No protest, rally, or resistance will work if we don’t rise as one. Before we rise, we need to build bridges to solidarity. The best way to do that is to expose yourself to someone else’s color, creed, or lifestyle that is different than your own. People need to connect face-to-face with people. This is an area I hope to focus on as we move forward. I firmly believe we need to listen to understand one another rather than listening to respond. Social media serves its purpose, but real understanding is bred when people talk and share their stories and views. Suddenly, labels get tossed aside and people become just that….people. That was the inherent beauty of our march. We saw one another’s faces, hopes, concerns, and genuine goodness. Find interfaith events in your area. Seek to attend community gatherings that may highlight issues that you aren’t informed about. Get out of your comfort zone. Open your mind and heart and say, “Okay, I’m going to learn something here.” We need to hear one another’s experiences. We need to respect one another’s experiences. We need to learn from one another’s experiences. And don’t think for a second that because, let’s say, someone’s orientation is different than your own, that you have nothing in common. On the surface, there are labels and difference, but I bet, as human beings, you have more in common than you think.
T - Take action
So many of you have come to me with ideas for how to move forward. My response is always, “Yes, do it.” Ideas mean nothing unless you put them into action. Who knows what you can achieve? Do you think I had any clue the idea of “let’s have a march in Jersey” would turn into the awe-inspiring event that generated so much hope and forged connections between 7,500 people? Heck, no. If it gave a voice to a handful of people, I would have considered it a success.

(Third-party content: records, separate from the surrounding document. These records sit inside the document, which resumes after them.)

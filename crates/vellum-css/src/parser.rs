//! Stylesheet parser
//!
//! Flat `selector-list { declarations }` rules. At-rules are skipped
//! whole (including their nested blocks); a bad rule never takes the
//! rest of the sheet down with it.

use crate::{Rule, Selector, Style, Stylesheet};

/// Parse stylesheet text. Infallible at the sheet level: rules that
/// cannot be handled are dropped with a debug log.
pub fn parse_stylesheet(css: &str) -> Stylesheet {
    let css = strip_comments(css);
    let mut rules = Vec::new();
    let mut rest = css.as_str();

    while let Some(open) = rest.find('{') {
        let prelude = rest[..open].trim();
        let Some(close) = find_block_end(&rest[open..]) else {
            tracing::debug!("unbalanced block in stylesheet, rest of sheet dropped");
            break;
        };
        let body = &rest[open + 1..open + close];
        if prelude.starts_with('@') {
            tracing::debug!(rule = prelude, "at-rule skipped");
        } else if body.contains('{') {
            tracing::debug!(rule = prelude, "nested block skipped");
        } else if !prelude.is_empty() {
            let selectors: Vec<Selector> = prelude
                .split(',')
                .map(str::trim)
                .filter(|s| !s.is_empty())
                .map(Selector::parse)
                .collect();
            if !selectors.is_empty() {
                rules.push(Rule {
                    selectors,
                    declarations: parse_declarations(body),
                });
            }
        }
        rest = &rest[open + close + 1..];
    }

    Stylesheet { rules }
}

/// Index (relative to the start of `s`, which begins with `{`) of the
/// matching closing brace.
fn find_block_end(s: &str) -> Option<usize> {
    let mut depth = 0usize;
    for (i, c) in s.char_indices() {
        match c {
            '{' => depth += 1,
            '}' => {
                depth -= 1;
                if depth == 0 {
                    return Some(i);
                }
            }
            _ => {}
        }
    }
    None
}

fn parse_declarations(body: &str) -> Style {
    let mut style = Style::new();
    for directive in body.split(';') {
        if let Some((name, value)) = directive.split_once(':') {
            let mut value = value.trim();
            if value.to_ascii_lowercase().ends_with("!important") {
                value = value[..value.len() - "!important".len()].trim_end();
            }
            style.set(name.trim().to_ascii_lowercase(), value);
        }
    }
    style
}

fn strip_comments(css: &str) -> String {
    let mut out = String::with_capacity(css.len());
    let mut rest = css;
    while let Some(start) = rest.find("/*") {
        out.push_str(&rest[..start]);
        match rest[start + 2..].find("*/") {
            Some(end) => rest = &rest[start + 2 + end + 2..],
            None => return out,
        }
    }
    out.push_str(rest);
    out
}
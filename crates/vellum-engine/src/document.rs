//! SVG document
//!
//! Owns the tree arena, the per-node cache records, the identity and
//! CSS indices, and the parsed stylesheets. Every attribute write goes
//! through `set_attr`, which routes `style` and `transform` to their
//! caching setters and invalidates whatever the written attribute
//! feeds, so a read never sees a stale slot.

use std::collections::{HashMap, HashSet};
use std::rc::Rc;

use vellum_css::{Style, Stylesheet};
use vellum_dom::{DomTree, ElementCategory, NodeId};
use vellum_geom::{BBox, Matrix};

use crate::bbox::BboxFlags;
use crate::cssindex::CssIndex;
use crate::docsize::DocSize;
use crate::identity::IdentityIndex;
use crate::styles::is_presentation;
use crate::text::TextExtents;

/// Lazily-populated derived attributes of one node. Created empty,
/// filled on first read, cleared by setters and mutation hooks, and
/// dropped with the node on deletion.
#[derive(Default)]
pub(crate) struct NodeCache {
    /// Whether the node is part of the document tree (the document
    /// back-reference; cleared on delete).
    pub(crate) attached: bool,
    pub(crate) own_style: Option<Rc<Style>>,
    pub(crate) cascaded: Option<Rc<Style>>,
    pub(crate) specified: Option<Rc<Style>>,
    pub(crate) own_transform: Option<Matrix>,
    pub(crate) composed: Option<Matrix>,
    pub(crate) bbox: HashMap<BboxFlags, BBox>,
}

/// An SVG document with memoized derived attributes.
pub struct SvgDocument {
    pub(crate) tree: DomTree,
    pub(crate) root: NodeId,
    pub(crate) caches: Vec<NodeCache>,
    pub(crate) ids: IdentityIndex,
    pub(crate) stylesheets: Vec<Stylesheet>,
    pub(crate) css: Option<CssIndex>,
    pub(crate) docsize: Option<Rc<DocSize>>,
    pub(crate) text_provider: Option<Rc<dyn TextExtents>>,
    /// Guard against reference cycles during bbox recursion.
    pub(crate) bbox_guard: HashSet<NodeId>,
}

impl SvgDocument {
    /// Empty document with a bare `<svg>` root.
    pub fn new() -> Self {
        let mut tree = DomTree::new();
        let root = tree.create_element("svg");
        let mut doc = Self {
            tree,
            root,
            caches: Vec::new(),
            ids: IdentityIndex::new(),
            stylesheets: Vec::new(),
            css: None,
            docsize: None,
            text_provider: None,
            bbox_guard: HashSet::new(),
        };
        doc.sync_caches();
        doc.caches[root.index()].attached = true;
        doc.register_node(root);
        doc
    }

    /// Grow the cache table to cover newly created arena slots.
    pub(crate) fn sync_caches(&mut self) {
        while self.caches.len() < self.tree.len() {
            self.caches.push(NodeCache::default());
        }
    }

    #[inline]
    pub fn root(&self) -> NodeId {
        self.root
    }

    #[inline]
    pub fn tree(&self) -> &DomTree {
        &self.tree
    }

    /// Create a detached element. It joins the indices when inserted.
    pub fn create_element(&mut self, tag: &str) -> NodeId {
        let id = self.tree.create_element(tag);
        self.sync_caches();
        id
    }

    /// Create a detached text node.
    pub fn create_text(&mut self, text: impl Into<String>) -> NodeId {
        let id = self.tree.create_text(text);
        self.sync_caches();
        id
    }

    /// Create a detached comment node.
    pub fn create_comment(&mut self, text: impl Into<String>) -> NodeId {
        let id = self.tree.create_comment(text);
        self.sync_caches();
        id
    }

    pub fn tag(&self, node: NodeId) -> Option<&str> {
        self.tree.node(node).as_element().map(|e| e.tag())
    }

    pub fn category(&self, node: NodeId) -> Option<ElementCategory> {
        self.tree.node(node).as_element().map(|e| e.category())
    }

    pub fn attr(&self, node: NodeId, name: &str) -> Option<&str> {
        self.tree.node(node).as_element().and_then(|e| e.attr(name))
    }

    /// Write an attribute through the cache hooks. `style` and
    /// `transform` route to their setters; `id` keeps the identity
    /// index in step; root geometry attributes drop the document
    /// size; presentation attributes drop the styles they feed.
    pub fn set_attr(&mut self, node: NodeId, name: &str, value: &str) {
        match name {
            "style" => self.set_style(node, Style::parse(value)),
            "transform" => self.set_transform(node, Matrix::parse(value)),
            "id" => self.set_id(node, value),
            _ => {
                self.write_attr(node, name, value);
                self.after_raw_attr(node, name);
            }
        }
    }

    /// Remove an attribute through the same hooks as `set_attr`.
    pub fn remove_attr(&mut self, node: NodeId, name: &str) {
        match name {
            "style" => self.set_style(node, Style::new()),
            "transform" => self.set_transform(node, Matrix::IDENTITY),
            "id" => {
                if let Some(old) = self.attr(node, "id").map(String::from) {
                    if self.ids.get(&old) == Some(node) {
                        self.ids.remove_id(&old);
                    }
                    self.write_remove_attr(node, "id");
                }
            }
            _ => {
                self.write_remove_attr(node, name);
                self.after_raw_attr(node, name);
            }
        }
    }

    /// Rename a node, keeping the identity index consistent. A
    /// declared id that collides wins the index entry (last
    /// registered wins, as at load time).
    fn set_id(&mut self, node: NodeId, id: &str) {
        if let Some(old) = self.attr(node, "id").map(String::from) {
            if self.ids.get(&old) == Some(node) {
                self.ids.remove_id(&old);
            }
        }
        self.write_attr(node, "id", id);
        if self.caches[node.index()].attached {
            self.ids.register(id.to_string(), node);
        }
    }

    fn after_raw_attr(&mut self, node: NodeId, name: &str) {
        if node == self.root && matches!(name, "width" | "height" | "viewBox") {
            self.docsize = None;
        }
        if is_presentation(name) {
            self.clear_cascaded_style(node);
            self.clear_specified_style(node);
        }
        // geometry may have moved under cached boxes
        self.clear_bbox_around(node);
    }

    /// Raw attribute write, no hooks.
    pub(crate) fn write_attr(&mut self, node: NodeId, name: &str, value: &str) {
        if let Some(el) = self.tree.node_mut(node).as_element_mut() {
            el.set_attr(name, value);
        }
    }

    pub(crate) fn write_remove_attr(&mut self, node: NodeId, name: &str) {
        if let Some(el) = self.tree.node_mut(node).as_element_mut() {
            el.remove_attr(name);
        }
    }

    /// Look up a node by id. Accepts `x`, `#x`, and `url(#x)` forms.
    pub fn get_element_by_id(&self, id: &str) -> Option<NodeId> {
        self.ids.get(id)
    }

    /// Resolve a reference-valued attribute (`clip-path`, `mask`,
    /// `href`) to the node it points at.
    pub fn link_target(&self, node: NodeId, attr: &str) -> Option<NodeId> {
        let value = self.attr(node, attr)?;
        self.ids.get(value)
    }

    pub(crate) fn href_target(&self, node: NodeId) -> Option<NodeId> {
        self.link_target(node, "href")
            .or_else(|| self.link_target(node, "xlink:href"))
    }

    /// The document's `defs` container, created as the root's first
    /// child when missing.
    pub fn defs(&mut self) -> NodeId {
        let found = self
            .tree
            .children(self.root)
            .iter()
            .copied()
            .find(|&c| self.category(c) == Some(ElementCategory::Defs));
        if let Some(d) = found {
            return d;
        }
        let d = self.create_element("defs");
        self.insert(self.root, 0, d);
        d
    }

    /// Register a node in the identity index, generating a fresh id
    /// when it has none or its id already names a different node.
    pub(crate) fn register_node(&mut self, node: NodeId) {
        let declared = self.attr(node, "id").map(String::from);
        let id = match declared {
            Some(id) if self.ids.get_literal(&id).is_none_or(|n| n == node) => id,
            declared => {
                let prefix = self.tag(node).unwrap_or("node").to_string();
                let fresh = self.ids.generate(&prefix);
                if let Some(old) = declared {
                    tracing::debug!(%old, new = %fresh, "id collision, regenerated");
                }
                self.write_attr(node, "id", &fresh);
                fresh
            }
        };
        self.ids.register(id, node);
    }

    /// Build the CSS cascade index if this document has not needed it
    /// yet.
    pub(crate) fn ensure_css_index(&mut self) {
        if self.css.is_none() {
            let index = CssIndex::build(&self.tree, self.root, &self.ids, &self.stylesheets);
            self.css = Some(index);
        }
    }

    /// The merged CSS entry for a node's id, if any rule matched it
    /// at index build time.
    pub fn css_style(&mut self, node: NodeId) -> Option<Rc<Style>> {
        self.ensure_css_index();
        let id = self.attr(node, "id")?;
        self.css.as_ref().and_then(|c| c.get(id)).cloned()
    }

    /// Append a stylesheet and rebuild the cascade lazily. Cached
    /// cascaded and specified styles are dropped document-wide since
    /// any node may now match new rules.
    pub fn add_stylesheet(&mut self, css_text: &str) {
        self.stylesheets.push(vellum_css::parse_stylesheet(css_text));
        self.css = None;
        for d in self.tree.descendants(self.root) {
            self.caches[d.index()].cascaded = None;
            self.caches[d.index()].specified = None;
        }
    }

    pub fn stylesheets(&self) -> &[Stylesheet] {
        &self.stylesheets
    }

    /// Install the text extents provider used for text bounding
    /// boxes.
    pub fn set_text_provider(&mut self, provider: Rc<dyn TextExtents>) {
        self.text_provider = Some(provider);
    }

    /// Clear cached bounding boxes for a node's subtree and its
    /// ancestor chain: descendants see the node through their
    /// composed transforms, ancestors union it into their own boxes.
    pub(crate) fn clear_bbox_around(&mut self, node: NodeId) {
        for d in self.tree.descendants(node) {
            self.caches[d.index()].bbox.clear();
        }
        for a in self.tree.ancestors(node) {
            self.caches[a.index()].bbox.clear();
        }
    }
}

impl Default for SvgDocument {
    fn default() -> Self {
        Self::new()
    }
}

You can type what you think should be done on a Facebook post or spout out ideas to your friends or family. It’s a good place to start, but nothing will come from it unless you “do something”. Right now, there is a great energy and fervor to forge ahead. Let’s move ahead instead of talking about it. Want to start a local group focused on an issue close to your heart? Do it. Thinking about writing a letter to a legislator? Get out your pen or hop on the computer. Seen an event on Facebook that interests you? Go. Change “What if” to “I am”. Find your something and do it.
Never be afraid to do something because you don’t know how. I had zero experience putting together a march. It didn’t stop me. I found army of like-minded, experienced men and women and we worked together to put the idea into action. Things will fall into place as you go. Sure, you’ll stumble along the way. Maybe things won’t go as planned (you should have seen some of the behind-the-scenes preparations for the march...egads!). Reach out. Get help. Find those that do know what they’re doing and bring them in on your idea. Just take action.
The truth is I don’t know….yet. These are my own suggestions for what I think we should be doing right now. Take what you like and leave what you don’t. I make no claim to have any authority whatsoever on this subject. This is just the opinion of me, one woman, and is in no way associated with any of our organizing members or sponsors. I described my newfound role in leading the march to my husband as someone hiring me to teach a neurology class at Stanford. I’m about as qualified. In fact, before the election, I’m lucky if I recognized the names on campaign signs peppered along roadways. Politics has never been my thing, but you know what? People have. And since I’ve become a mother, I will literally move a mountain for my girls if it gets in their way. Their futures are at risk. All of our futures are at risk. If one of us is targeted, we are all targeted from now on. Come for one, come for all. Like you, I don’t know have much of a clue either, but, join me, and let’s figure it out together. See you on our Facebook page: https://www.facebook.com/groups/1483338171698834/.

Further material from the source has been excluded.